Provided material Block Start

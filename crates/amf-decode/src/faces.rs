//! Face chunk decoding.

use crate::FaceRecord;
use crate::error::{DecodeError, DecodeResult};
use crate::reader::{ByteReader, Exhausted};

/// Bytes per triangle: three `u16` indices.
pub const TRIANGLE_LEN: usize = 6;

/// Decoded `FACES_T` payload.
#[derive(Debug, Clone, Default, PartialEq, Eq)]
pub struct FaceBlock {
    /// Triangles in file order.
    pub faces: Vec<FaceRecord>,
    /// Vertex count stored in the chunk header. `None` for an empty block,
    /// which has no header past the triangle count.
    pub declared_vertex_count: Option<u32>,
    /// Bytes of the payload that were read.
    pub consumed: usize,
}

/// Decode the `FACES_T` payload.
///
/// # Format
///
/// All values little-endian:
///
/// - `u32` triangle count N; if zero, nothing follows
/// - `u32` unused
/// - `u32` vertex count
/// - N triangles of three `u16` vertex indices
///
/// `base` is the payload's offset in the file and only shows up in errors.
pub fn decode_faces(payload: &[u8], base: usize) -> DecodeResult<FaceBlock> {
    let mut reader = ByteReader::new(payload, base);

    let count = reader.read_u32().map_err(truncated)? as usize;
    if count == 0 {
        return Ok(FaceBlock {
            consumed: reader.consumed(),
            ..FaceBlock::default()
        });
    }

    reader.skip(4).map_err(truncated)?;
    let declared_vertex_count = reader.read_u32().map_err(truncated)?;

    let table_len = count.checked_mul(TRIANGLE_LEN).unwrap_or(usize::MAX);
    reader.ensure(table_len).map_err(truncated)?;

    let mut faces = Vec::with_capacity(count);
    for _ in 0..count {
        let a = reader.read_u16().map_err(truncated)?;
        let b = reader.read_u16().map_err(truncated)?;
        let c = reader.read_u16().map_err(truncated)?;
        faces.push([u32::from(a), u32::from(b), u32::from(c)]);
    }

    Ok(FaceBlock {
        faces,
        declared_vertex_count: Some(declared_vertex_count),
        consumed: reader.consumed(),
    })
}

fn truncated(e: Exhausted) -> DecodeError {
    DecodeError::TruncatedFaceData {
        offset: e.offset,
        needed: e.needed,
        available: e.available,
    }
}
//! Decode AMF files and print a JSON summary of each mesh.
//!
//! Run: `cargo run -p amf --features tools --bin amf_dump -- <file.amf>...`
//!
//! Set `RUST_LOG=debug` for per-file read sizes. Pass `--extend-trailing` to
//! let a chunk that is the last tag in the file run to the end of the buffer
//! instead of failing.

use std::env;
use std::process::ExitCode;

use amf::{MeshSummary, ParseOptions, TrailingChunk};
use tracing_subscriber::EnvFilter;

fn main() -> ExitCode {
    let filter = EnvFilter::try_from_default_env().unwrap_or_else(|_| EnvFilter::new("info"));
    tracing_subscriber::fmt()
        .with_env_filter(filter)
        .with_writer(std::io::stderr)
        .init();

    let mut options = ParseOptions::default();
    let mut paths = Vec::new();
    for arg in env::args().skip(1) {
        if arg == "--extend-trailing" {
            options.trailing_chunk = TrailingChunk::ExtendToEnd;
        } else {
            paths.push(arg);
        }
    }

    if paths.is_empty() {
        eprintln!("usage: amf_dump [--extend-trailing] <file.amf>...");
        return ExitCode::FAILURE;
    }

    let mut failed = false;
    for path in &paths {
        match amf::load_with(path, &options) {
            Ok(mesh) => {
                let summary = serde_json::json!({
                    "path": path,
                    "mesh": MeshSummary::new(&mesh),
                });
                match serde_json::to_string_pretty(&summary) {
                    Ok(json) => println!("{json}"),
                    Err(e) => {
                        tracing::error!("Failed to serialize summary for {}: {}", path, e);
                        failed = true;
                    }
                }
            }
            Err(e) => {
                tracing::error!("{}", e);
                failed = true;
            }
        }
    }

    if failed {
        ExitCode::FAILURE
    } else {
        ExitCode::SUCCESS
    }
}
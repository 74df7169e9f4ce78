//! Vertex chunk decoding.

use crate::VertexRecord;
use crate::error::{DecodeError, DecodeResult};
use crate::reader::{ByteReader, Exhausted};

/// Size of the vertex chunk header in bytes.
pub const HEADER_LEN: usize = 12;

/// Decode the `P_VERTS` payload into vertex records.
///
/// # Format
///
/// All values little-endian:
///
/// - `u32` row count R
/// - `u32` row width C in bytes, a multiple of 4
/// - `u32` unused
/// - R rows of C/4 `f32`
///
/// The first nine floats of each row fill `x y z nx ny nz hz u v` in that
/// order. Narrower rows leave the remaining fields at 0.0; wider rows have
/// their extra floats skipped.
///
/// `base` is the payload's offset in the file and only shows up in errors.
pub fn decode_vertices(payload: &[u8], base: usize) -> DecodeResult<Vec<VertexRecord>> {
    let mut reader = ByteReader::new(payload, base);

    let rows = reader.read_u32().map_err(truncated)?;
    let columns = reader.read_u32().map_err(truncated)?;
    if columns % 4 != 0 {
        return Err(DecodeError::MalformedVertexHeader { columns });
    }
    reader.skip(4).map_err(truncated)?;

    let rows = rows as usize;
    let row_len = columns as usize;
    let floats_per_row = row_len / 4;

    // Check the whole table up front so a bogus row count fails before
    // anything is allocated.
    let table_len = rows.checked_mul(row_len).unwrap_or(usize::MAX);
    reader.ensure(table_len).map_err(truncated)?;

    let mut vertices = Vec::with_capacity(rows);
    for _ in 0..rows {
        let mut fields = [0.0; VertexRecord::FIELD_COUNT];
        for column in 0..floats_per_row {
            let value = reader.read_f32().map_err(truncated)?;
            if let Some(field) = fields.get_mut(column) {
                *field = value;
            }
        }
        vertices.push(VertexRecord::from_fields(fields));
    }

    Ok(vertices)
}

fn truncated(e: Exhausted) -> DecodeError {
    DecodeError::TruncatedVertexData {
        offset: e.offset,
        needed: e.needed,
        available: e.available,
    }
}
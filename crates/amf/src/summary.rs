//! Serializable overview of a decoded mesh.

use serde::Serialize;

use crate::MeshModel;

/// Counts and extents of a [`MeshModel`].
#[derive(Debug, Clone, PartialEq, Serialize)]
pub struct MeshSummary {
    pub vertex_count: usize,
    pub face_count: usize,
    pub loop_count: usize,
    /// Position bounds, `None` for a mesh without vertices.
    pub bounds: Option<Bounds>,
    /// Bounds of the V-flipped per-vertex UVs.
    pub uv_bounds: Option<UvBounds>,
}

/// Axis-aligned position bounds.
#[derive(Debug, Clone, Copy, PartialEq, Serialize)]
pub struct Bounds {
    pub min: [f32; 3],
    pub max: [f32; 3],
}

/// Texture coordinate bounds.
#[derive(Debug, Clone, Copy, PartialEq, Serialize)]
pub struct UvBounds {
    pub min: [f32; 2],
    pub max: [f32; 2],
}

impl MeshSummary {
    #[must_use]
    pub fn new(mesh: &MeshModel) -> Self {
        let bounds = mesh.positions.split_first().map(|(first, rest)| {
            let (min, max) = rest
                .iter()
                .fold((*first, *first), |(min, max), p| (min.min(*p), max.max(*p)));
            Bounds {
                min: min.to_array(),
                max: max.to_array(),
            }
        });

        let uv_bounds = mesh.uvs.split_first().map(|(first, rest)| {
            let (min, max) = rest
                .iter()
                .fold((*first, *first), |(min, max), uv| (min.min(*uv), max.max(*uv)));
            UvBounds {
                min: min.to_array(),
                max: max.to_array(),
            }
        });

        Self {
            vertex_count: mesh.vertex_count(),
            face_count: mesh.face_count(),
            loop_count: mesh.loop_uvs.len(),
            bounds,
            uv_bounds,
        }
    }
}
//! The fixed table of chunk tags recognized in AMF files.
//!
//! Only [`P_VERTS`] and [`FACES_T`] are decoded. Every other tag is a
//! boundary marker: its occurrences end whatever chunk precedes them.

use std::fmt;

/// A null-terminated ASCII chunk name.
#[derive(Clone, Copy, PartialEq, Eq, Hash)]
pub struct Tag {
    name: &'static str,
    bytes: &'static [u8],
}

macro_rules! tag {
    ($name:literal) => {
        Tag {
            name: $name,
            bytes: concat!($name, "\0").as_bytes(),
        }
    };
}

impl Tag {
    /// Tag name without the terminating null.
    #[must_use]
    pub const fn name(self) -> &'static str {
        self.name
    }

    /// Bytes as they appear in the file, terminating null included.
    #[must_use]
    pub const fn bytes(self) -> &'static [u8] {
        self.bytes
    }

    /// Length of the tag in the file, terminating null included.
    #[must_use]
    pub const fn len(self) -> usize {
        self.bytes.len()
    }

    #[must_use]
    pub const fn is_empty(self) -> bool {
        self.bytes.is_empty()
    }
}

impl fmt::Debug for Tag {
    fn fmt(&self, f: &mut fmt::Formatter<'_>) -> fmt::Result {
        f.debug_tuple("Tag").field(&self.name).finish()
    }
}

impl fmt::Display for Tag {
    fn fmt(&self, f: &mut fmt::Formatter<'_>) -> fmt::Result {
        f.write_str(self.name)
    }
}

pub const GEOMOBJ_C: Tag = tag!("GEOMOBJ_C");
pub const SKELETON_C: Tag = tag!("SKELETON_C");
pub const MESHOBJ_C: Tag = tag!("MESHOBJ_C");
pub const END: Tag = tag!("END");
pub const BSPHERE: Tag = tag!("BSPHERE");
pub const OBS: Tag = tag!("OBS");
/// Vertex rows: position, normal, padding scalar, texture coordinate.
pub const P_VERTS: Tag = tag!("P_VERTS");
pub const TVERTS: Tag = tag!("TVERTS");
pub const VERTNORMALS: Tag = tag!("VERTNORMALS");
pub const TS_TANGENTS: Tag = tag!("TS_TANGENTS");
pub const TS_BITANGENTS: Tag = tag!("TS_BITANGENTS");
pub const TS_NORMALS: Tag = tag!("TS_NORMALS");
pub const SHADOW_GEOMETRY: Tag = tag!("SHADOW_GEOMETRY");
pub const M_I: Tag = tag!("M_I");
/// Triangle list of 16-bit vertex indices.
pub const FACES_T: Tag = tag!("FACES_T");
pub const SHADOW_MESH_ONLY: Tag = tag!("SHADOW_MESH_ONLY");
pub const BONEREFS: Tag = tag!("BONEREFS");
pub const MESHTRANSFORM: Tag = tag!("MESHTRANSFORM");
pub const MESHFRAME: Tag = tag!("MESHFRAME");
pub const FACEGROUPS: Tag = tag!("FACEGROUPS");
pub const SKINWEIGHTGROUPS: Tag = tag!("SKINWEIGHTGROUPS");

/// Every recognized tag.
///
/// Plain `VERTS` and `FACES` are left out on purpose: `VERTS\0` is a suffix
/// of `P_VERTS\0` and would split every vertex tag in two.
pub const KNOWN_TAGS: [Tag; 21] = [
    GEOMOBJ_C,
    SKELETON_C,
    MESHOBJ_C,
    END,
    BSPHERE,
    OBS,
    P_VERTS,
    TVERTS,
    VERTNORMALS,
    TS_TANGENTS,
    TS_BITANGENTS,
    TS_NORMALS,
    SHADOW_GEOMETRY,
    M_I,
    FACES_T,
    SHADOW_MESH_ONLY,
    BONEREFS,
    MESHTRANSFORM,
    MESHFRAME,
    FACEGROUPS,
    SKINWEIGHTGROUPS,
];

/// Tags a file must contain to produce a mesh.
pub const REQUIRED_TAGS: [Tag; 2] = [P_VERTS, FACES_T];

Provided material Block End
Provided material Block Start

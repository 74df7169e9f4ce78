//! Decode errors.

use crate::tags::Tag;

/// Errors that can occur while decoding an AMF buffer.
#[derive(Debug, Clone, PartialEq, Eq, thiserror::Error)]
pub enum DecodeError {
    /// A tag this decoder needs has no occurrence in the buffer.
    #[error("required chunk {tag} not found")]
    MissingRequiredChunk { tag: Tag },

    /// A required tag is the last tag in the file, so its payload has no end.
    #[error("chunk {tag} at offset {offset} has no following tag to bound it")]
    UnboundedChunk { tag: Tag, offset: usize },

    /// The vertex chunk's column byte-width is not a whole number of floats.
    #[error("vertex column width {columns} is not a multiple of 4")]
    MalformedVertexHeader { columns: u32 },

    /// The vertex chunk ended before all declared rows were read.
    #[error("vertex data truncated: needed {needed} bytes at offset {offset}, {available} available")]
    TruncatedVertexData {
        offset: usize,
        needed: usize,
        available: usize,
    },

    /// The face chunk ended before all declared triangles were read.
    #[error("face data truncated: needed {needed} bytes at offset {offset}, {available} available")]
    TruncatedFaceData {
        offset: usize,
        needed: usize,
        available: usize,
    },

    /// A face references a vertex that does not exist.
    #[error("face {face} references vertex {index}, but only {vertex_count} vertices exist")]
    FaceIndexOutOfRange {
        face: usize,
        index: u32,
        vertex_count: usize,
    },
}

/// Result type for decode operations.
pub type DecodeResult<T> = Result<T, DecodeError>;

Provided material Block End
Provided material Block Start

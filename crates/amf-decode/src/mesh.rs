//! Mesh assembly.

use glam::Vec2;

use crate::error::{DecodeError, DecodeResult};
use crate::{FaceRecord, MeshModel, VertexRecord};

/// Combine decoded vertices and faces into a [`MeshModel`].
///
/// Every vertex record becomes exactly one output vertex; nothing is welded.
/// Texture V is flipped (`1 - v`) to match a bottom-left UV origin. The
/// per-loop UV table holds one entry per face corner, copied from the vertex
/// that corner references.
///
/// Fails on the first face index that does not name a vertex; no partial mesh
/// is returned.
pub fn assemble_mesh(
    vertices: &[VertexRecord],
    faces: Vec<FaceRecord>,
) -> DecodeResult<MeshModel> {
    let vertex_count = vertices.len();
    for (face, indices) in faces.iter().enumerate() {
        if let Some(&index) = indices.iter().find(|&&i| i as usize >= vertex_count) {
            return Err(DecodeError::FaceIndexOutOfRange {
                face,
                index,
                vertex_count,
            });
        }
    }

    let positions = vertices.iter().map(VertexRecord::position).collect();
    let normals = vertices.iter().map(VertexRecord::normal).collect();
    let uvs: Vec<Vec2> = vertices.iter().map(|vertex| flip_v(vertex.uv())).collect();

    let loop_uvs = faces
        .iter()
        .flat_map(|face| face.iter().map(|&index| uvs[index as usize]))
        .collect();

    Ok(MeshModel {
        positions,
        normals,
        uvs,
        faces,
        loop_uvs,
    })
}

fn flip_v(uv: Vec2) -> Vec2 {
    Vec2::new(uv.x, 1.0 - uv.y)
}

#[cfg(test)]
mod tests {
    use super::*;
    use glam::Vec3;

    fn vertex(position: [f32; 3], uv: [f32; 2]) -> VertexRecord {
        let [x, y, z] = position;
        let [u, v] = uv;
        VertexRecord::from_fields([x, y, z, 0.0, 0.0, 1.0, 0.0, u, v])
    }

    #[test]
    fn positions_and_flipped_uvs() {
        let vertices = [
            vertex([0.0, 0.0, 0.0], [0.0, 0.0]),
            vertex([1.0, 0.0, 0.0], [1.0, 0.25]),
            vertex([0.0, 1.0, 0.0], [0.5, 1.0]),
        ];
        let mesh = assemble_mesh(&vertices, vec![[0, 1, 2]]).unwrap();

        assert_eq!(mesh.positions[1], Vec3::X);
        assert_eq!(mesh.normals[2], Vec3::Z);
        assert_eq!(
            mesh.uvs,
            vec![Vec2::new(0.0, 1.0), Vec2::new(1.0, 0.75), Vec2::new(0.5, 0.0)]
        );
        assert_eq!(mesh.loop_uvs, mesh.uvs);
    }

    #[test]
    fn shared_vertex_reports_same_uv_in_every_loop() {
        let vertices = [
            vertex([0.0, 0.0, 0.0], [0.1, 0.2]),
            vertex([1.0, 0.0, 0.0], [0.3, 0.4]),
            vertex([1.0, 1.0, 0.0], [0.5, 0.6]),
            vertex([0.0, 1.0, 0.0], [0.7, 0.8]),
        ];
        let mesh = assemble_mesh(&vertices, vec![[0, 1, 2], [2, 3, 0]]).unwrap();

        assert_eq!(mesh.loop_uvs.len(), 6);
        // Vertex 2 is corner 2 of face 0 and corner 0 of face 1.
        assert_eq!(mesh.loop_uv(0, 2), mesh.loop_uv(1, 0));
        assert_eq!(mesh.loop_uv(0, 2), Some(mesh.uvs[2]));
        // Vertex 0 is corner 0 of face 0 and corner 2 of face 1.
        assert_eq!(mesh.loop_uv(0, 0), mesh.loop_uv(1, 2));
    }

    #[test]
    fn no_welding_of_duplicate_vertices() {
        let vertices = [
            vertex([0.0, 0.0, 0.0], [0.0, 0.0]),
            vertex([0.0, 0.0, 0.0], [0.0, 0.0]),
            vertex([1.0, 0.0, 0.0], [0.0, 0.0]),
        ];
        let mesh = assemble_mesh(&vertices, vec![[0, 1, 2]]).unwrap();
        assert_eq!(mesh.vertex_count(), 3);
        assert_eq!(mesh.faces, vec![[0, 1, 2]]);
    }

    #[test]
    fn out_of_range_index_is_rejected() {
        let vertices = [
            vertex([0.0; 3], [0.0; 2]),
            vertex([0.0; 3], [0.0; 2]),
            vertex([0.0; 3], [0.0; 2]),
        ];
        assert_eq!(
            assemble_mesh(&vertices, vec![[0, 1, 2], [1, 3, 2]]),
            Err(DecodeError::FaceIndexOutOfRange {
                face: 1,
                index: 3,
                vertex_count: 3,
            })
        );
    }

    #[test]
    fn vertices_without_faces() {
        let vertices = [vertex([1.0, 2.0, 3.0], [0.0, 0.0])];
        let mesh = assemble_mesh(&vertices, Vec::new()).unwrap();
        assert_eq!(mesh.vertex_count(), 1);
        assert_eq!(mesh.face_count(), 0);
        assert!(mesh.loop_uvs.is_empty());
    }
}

Provided material Block End

*Assignment*: For the word "derive", please say how many lines in the entries hold it, with only the number as the reply.

*Solution*: 6